メキシコ経営者連合会(COPARMEX)は9月21日のプレスリリースで、メキシコ連邦政府、外務省、大蔵公債省、移民局に対し、チワワ州、コアウイラ州、ヌエボレオン州、タマウリパス州の輸出入企業に甚大な被害を与えている米国テキサス州における検査所の一時閉鎖について、必要な措置を講じることを要求する声明を発表した。

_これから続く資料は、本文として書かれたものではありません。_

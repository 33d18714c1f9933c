pub mod open_meteo;
pub mod repository;

pub use open_meteo::{decode_response, ForecastRequest, WeatherResponse};
pub use repository::{FileWeatherRepository, WeatherRepository};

米国側は、米国への移民を希望する大多数がホームレス化したため、強盗や破壊行為などによる国境周辺の急激な治安の悪化を懸念し、一部国境税関の貨物検査所を閉鎖する措置を導入している。チワワ州シウダ・フアレスだけでも1万2,000人の移民希望者が、メキシコを経由して米国に渡るために押し寄せた。テキサス州政府は2023年5月から、トラック貨物に紛れて米国に移民が不法入国するのを防ぐ目的として、トラック輸送貨物に対する検査を導入しており(2023年5月17日記事参照)、貨物輸送の遅れが生じていた。今回の検査所の一時閉鎖により、メキシコから米国への輸出に関連する企業に甚大な被害が出ている。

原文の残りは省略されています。